**Extracted data:**
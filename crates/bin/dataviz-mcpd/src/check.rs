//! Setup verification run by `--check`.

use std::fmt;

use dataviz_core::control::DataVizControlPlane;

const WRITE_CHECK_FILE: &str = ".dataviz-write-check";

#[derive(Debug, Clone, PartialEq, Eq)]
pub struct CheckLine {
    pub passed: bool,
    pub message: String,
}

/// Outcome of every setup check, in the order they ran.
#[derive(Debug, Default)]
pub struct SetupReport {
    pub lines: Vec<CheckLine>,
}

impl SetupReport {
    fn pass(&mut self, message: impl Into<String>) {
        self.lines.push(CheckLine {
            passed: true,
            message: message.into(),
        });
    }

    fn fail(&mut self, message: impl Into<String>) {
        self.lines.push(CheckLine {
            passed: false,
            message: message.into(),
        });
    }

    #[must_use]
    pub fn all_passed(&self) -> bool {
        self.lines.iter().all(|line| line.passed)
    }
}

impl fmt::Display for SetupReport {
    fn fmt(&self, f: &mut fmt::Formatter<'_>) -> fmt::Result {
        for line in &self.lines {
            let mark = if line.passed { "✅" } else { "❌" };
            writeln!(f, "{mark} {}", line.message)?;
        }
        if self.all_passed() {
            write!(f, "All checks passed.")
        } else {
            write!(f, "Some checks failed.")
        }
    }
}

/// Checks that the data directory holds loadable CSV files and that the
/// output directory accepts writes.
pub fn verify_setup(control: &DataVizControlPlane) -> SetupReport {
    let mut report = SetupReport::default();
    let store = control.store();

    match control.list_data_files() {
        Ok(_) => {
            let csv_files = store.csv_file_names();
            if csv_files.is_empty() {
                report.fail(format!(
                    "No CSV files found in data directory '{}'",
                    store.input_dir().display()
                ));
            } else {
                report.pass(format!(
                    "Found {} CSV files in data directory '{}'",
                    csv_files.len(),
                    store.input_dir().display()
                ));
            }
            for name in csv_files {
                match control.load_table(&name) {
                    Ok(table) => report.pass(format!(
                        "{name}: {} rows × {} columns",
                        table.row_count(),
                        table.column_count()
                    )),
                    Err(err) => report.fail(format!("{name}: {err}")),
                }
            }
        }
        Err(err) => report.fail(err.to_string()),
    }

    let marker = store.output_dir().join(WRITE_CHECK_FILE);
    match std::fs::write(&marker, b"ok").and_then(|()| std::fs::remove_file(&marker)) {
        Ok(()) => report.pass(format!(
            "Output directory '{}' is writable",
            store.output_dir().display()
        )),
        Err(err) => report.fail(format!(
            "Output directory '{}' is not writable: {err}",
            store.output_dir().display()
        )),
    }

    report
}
* * *
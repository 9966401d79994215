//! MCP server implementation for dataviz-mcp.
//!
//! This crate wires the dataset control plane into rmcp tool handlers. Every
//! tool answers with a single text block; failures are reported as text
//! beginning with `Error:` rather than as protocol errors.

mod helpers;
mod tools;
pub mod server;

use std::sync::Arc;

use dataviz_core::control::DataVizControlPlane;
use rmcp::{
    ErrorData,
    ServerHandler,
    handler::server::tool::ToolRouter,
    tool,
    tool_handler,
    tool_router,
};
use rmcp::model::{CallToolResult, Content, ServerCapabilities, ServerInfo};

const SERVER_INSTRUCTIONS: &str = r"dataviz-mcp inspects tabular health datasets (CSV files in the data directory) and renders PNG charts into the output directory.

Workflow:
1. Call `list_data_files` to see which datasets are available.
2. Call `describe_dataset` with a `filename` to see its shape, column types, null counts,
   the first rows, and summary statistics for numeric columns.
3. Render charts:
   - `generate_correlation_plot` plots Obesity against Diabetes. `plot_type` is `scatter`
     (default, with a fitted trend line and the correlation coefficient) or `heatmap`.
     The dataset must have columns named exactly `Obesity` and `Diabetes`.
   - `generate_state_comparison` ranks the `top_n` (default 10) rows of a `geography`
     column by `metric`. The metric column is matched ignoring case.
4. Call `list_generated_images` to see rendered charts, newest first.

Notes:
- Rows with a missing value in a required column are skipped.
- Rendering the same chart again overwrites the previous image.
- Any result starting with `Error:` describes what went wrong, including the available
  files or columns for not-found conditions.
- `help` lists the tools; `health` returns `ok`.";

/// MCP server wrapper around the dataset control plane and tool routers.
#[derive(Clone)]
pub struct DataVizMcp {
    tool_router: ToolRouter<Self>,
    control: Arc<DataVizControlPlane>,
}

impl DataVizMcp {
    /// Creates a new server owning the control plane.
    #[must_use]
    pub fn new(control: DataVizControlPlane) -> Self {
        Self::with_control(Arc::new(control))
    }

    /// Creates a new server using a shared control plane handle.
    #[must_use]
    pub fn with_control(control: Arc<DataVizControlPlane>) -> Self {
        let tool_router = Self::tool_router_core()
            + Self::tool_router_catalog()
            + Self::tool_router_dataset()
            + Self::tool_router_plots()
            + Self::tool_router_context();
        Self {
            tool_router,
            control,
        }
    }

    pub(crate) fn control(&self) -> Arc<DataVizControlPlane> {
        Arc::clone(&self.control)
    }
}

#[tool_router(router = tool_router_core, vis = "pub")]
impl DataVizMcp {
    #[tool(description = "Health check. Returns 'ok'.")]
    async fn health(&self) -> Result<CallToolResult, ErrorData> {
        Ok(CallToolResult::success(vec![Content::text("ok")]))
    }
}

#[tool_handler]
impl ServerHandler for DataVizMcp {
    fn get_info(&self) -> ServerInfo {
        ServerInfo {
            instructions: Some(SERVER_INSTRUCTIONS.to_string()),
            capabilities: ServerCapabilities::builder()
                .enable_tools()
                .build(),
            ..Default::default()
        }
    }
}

**Your objective:**
Among the entries above, the line containing "pub fn new(control: DataVizControlPlane)", the line containing "pub(crate) fn control(&self)", and all lines between them are to be restated word for word; nothing else belongs in the reply.

**Answer section:**
    pub fn new(control: DataVizControlPlane) -> Self {
        Self::with_control(Arc::new(control))
    }

    /// Creates a new server using a shared control plane handle.
    #[must_use]
    pub fn with_control(control: Arc<DataVizControlPlane>) -> Self {
        let tool_router = Self::tool_router_core()
            + Self::tool_router_catalog()
            + Self::tool_router_dataset()
            + Self::tool_router_plots()
            + Self::tool_router_context();
        Self {
            tool_router,
            control,
        }
    }

    pub(crate) fn control(&self) -> Arc<DataVizControlPlane> {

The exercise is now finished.